[[ Data, beginning ]]
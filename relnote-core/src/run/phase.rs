//! Run phase machine
//!
//! Tracks where a run is in its lifecycle and rejects out-of-order
//! transitions. Short-circuit paths (no tickets fetched, nothing
//! customer-worthy) jump straight to `Committed`; customer runs skip
//! `Grouping`. `Failed` is reachable from every working phase and is
//! terminal.

use std::fmt;

use tracing::info;

use crate::{Error, Result};

/// Lifecycle phase of a single run
#[derive(Debug, Clone, Copy, PartialEq, Eq)]
pub enum RunPhase {
    Idle,
    Fetching,
    Filtering,
    Grouping,
    Drafting,
    Publishing,
    Committed,
    Failed,
}

impl RunPhase {
    /// Whether the run can make no further progress from this phase
    pub fn is_terminal(&self) -> bool {
        matches!(self, RunPhase::Committed | RunPhase::Failed)
    }
}

impl fmt::Display for RunPhase {
    fn fmt(&self, f: &mut fmt::Formatter<'_>) -> fmt::Result {
        let name = match self {
            RunPhase::Idle => "idle",
            RunPhase::Fetching => "fetching",
            RunPhase::Filtering => "filtering",
            RunPhase::Grouping => "grouping",
            RunPhase::Drafting => "drafting",
            RunPhase::Publishing => "publishing",
            RunPhase::Committed => "committed",
            RunPhase::Failed => "failed",
        };
        f.write_str(name)
    }
}

const TRANSITIONS: &[(RunPhase, RunPhase)] = &[
    (RunPhase::Idle, RunPhase::Fetching),
    (RunPhase::Fetching, RunPhase::Filtering),
    // Empty window: nothing to filter
    (RunPhase::Fetching, RunPhase::Committed),
    (RunPhase::Filtering, RunPhase::Grouping),
    // Nothing customer-worthy survived the filter
    (RunPhase::Filtering, RunPhase::Committed),
    // Customer runs draft directly from the filter outcome
    (RunPhase::Filtering, RunPhase::Drafting),
    (RunPhase::Grouping, RunPhase::Drafting),
    (RunPhase::Drafting, RunPhase::Publishing),
    // Preview runs commit without delivering
    (RunPhase::Drafting, RunPhase::Committed),
    (RunPhase::Publishing, RunPhase::Committed),
];

/// State machine over [`RunPhase`]
#[derive(Debug, Clone)]
pub struct PhaseMachine {
    current: RunPhase,
}

impl PhaseMachine {
    /// Create a machine in the idle phase
    pub fn new() -> Self {
        Self {
            current: RunPhase::Idle,
        }
    }

    /// Current phase
    pub fn current(&self) -> RunPhase {
        self.current
    }

    /// Check whether a transition is allowed without performing it
    pub fn can_transition_to(&self, phase: RunPhase) -> bool {
        if phase == RunPhase::Failed {
            return !self.current.is_terminal();
        }
        TRANSITIONS
            .iter()
            .any(|(from, to)| *from == self.current && *to == phase)
    }

    /// Advance to a new phase
    ///
    /// Returns an error and leaves the machine unchanged when the
    /// transition is not in the table.
    pub fn transition_to(&mut self, phase: RunPhase) -> Result<()> {
        if !self.can_transition_to(phase) {
            return Err(Error::Other(format!(
                "invalid run transition from {} to {}",
                self.current, phase
            )));
        }

        info!(from = %self.current, to = %phase, "Run phase transition");
        self.current = phase;
        Ok(())
    }
}

impl Default for PhaseMachine {
    fn default() -> Self {
        Self::new()
    }
}

#[cfg(test)]
mod tests {
    use super::*;

    fn advance(machine: &mut PhaseMachine, phases: &[RunPhase]) {
        for phase in phases {
            machine.transition_to(*phase).unwrap();
        }
    }

    #[test]
    fn test_full_run_path() {
        let mut machine = PhaseMachine::new();
        advance(
            &mut machine,
            &[
                RunPhase::Fetching,
                RunPhase::Filtering,
                RunPhase::Grouping,
                RunPhase::Drafting,
                RunPhase::Publishing,
                RunPhase::Committed,
            ],
        );
        assert!(machine.current().is_terminal());
    }

    #[test]
    fn test_short_circuit_paths() {
        let mut empty = PhaseMachine::new();
        advance(&mut empty, &[RunPhase::Fetching, RunPhase::Committed]);

        let mut nothing_worthy = PhaseMachine::new();
        advance(
            &mut nothing_worthy,
            &[RunPhase::Fetching, RunPhase::Filtering, RunPhase::Committed],
        );

        let mut customer = PhaseMachine::new();
        advance(
            &mut customer,
            &[
                RunPhase::Fetching,
                RunPhase::Filtering,
                RunPhase::Drafting,
                RunPhase::Committed,
            ],
        );
    }

    #[test]
    fn test_out_of_order_rejected() {
        let mut machine = PhaseMachine::new();
        assert!(machine.transition_to(RunPhase::Publishing).is_err());
        assert_eq!(machine.current(), RunPhase::Idle);

        machine.transition_to(RunPhase::Fetching).unwrap();
        assert!(machine.transition_to(RunPhase::Drafting).is_err());
    }

    #[test]
    fn test_failed_is_absorbing() {
        let mut machine = PhaseMachine::new();
        advance(&mut machine, &[RunPhase::Fetching, RunPhase::Failed]);
        assert!(machine.transition_to(RunPhase::Filtering).is_err());
        assert!(machine.transition_to(RunPhase::Failed).is_err());
    }

    #[test]
    fn test_committed_is_terminal() {
        let mut machine = PhaseMachine::new();
        advance(&mut machine, &[RunPhase::Fetching, RunPhase::Committed]);
        assert!(!machine.can_transition_to(RunPhase::Failed));
        assert!(machine.transition_to(RunPhase::Filtering).is_err());
    }
}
[[ Data, end ]]
§ **Work task**
The full set of records above is to be printed again verbatim.

§ **Task response**
filename relnote-core/src/run/phase.rs
//! Run phase machine
//!
//! Tracks where a run is in its lifecycle and rejects out-of-order
//! transitions. Short-circuit paths (no tickets fetched, nothing
//! customer-worthy) jump straight to `Committed`; customer runs skip
//! `Grouping`. `Failed` is reachable from every working phase and is
//! terminal.

use std::fmt;

use tracing::info;

use crate::{Error, Result};

/// Lifecycle phase of a single run
#[derive(Debug, Clone, Copy, PartialEq, Eq)]
pub enum RunPhase {
    Idle,
    Fetching,
    Filtering,
    Grouping,
    Drafting,
    Publishing,
    Committed,
    Failed,
}

impl RunPhase {
    /// Whether the run can make no further progress from this phase
    pub fn is_terminal(&self) -> bool {
        matches!(self, RunPhase::Committed | RunPhase::Failed)
    }
}

impl fmt::Display for RunPhase {
    fn fmt(&self, f: &mut fmt::Formatter<'_>) -> fmt::Result {
        let name = match self {
            RunPhase::Idle => "idle",
            RunPhase::Fetching => "fetching",
            RunPhase::Filtering => "filtering",
            RunPhase::Grouping => "grouping",
            RunPhase::Drafting => "drafting",
            RunPhase::Publishing => "publishing",
            RunPhase::Committed => "committed",
            RunPhase::Failed => "failed",
        };
        f.write_str(name)
    }
}

const TRANSITIONS: &[(RunPhase, RunPhase)] = &[
    (RunPhase::Idle, RunPhase::Fetching),
    (RunPhase::Fetching, RunPhase::Filtering),
    // Empty window: nothing to filter
    (RunPhase::Fetching, RunPhase::Committed),
    (RunPhase::Filtering, RunPhase::Grouping),
    // Nothing customer-worthy survived the filter
    (RunPhase::Filtering, RunPhase::Committed),
    // Customer runs draft directly from the filter outcome
    (RunPhase::Filtering, RunPhase::Drafting),
    (RunPhase::Grouping, RunPhase::Drafting),
    (RunPhase::Drafting, RunPhase::Publishing),
    // Preview runs commit without delivering
    (RunPhase::Drafting, RunPhase::Committed),
    (RunPhase::Publishing, RunPhase::Committed),
];

/// State machine over [`RunPhase`]
#[derive(Debug, Clone)]
pub struct PhaseMachine {
    current: RunPhase,
}

impl PhaseMachine {
    /// Create a machine in the idle phase
    pub fn new() -> Self {
        Self {
            current: RunPhase::Idle,
        }
    }

    /// Current phase
    pub fn current(&self) -> RunPhase {
        self.current
    }

    /// Check whether a transition is allowed without performing it
    pub fn can_transition_to(&self, phase: RunPhase) -> bool {
        if phase == RunPhase::Failed {
            return !self.current.is_terminal();
        }
        TRANSITIONS
            .iter()
            .any(|(from, to)| *from == self.current && *to == phase)
    }

    /// Advance to a new phase
    ///
    /// Returns an error and leaves the machine unchanged when the
    /// transition is not in the table.
    pub fn transition_to(&mut self, phase: RunPhase) -> Result<()> {
        if !self.can_transition_to(phase) {
            return Err(Error::Other(format!(
                "invalid run transition from {} to {}",
                self.current, phase
            )));
        }

        info!(from = %self.current, to = %phase, "Run phase transition");
        self.current = phase;
        Ok(())
    }
}

impl Default for PhaseMachine {
    fn default() -> Self {
        Self::new()
    }
}

#[cfg(test)]
mod tests {
    use super::*;

    fn advance(machine: &mut PhaseMachine, phases: &[RunPhase]) {
        for phase in phases {
            machine.transition_to(*phase).unwrap();
        }
    }

    #[test]
    fn test_full_run_path() {
        let mut machine = PhaseMachine::new();
        advance(
            &mut machine,
            &[
                RunPhase::Fetching,
                RunPhase::Filtering,
                RunPhase::Grouping,
                RunPhase::Drafting,
                RunPhase::Publishing,
                RunPhase::Committed,
            ],
        );
        assert!(machine.current().is_terminal());
    }

    #[test]
    fn test_short_circuit_paths() {
        let mut empty = PhaseMachine::new();
        advance(&mut empty, &[RunPhase::Fetching, RunPhase::Committed]);

        let mut nothing_worthy = PhaseMachine::new();
        advance(
            &mut nothing_worthy,
            &[RunPhase::Fetching, RunPhase::Filtering, RunPhase::Committed],
        );

        let mut customer = PhaseMachine::new();
        advance(
            &mut customer,
            &[
                RunPhase::Fetching,
                RunPhase::Filtering,
                RunPhase::Drafting,
                RunPhase::Committed,
            ],
        );
    }

    #[test]
    fn test_out_of_order_rejected() {
        let mut machine = PhaseMachine::new();
        assert!(machine.transition_to(RunPhase::Publishing).is_err());
        assert_eq!(machine.current(), RunPhase::Idle);

        machine.transition_to(RunPhase::Fetching).unwrap();
        assert!(machine.transition_to(RunPhase::Drafting).is_err());
    }

    #[test]
    fn test_failed_is_absorbing() {
        let mut machine = PhaseMachine::new();
        advance(&mut machine, &[RunPhase::Fetching, RunPhase::Failed]);
        assert!(machine.transition_to(RunPhase::Filtering).is_err());
        assert!(machine.transition_to(RunPhase::Failed).is_err());
    }

    #[test]
    fn test_committed_is_terminal() {
        let mut machine = PhaseMachine::new();
        advance(&mut machine, &[RunPhase::Fetching, RunPhase::Committed]);
        assert!(!machine.can_transition_to(RunPhase::Failed));
        assert!(machine.transition_to(RunPhase::Filtering).is_err());
    }
}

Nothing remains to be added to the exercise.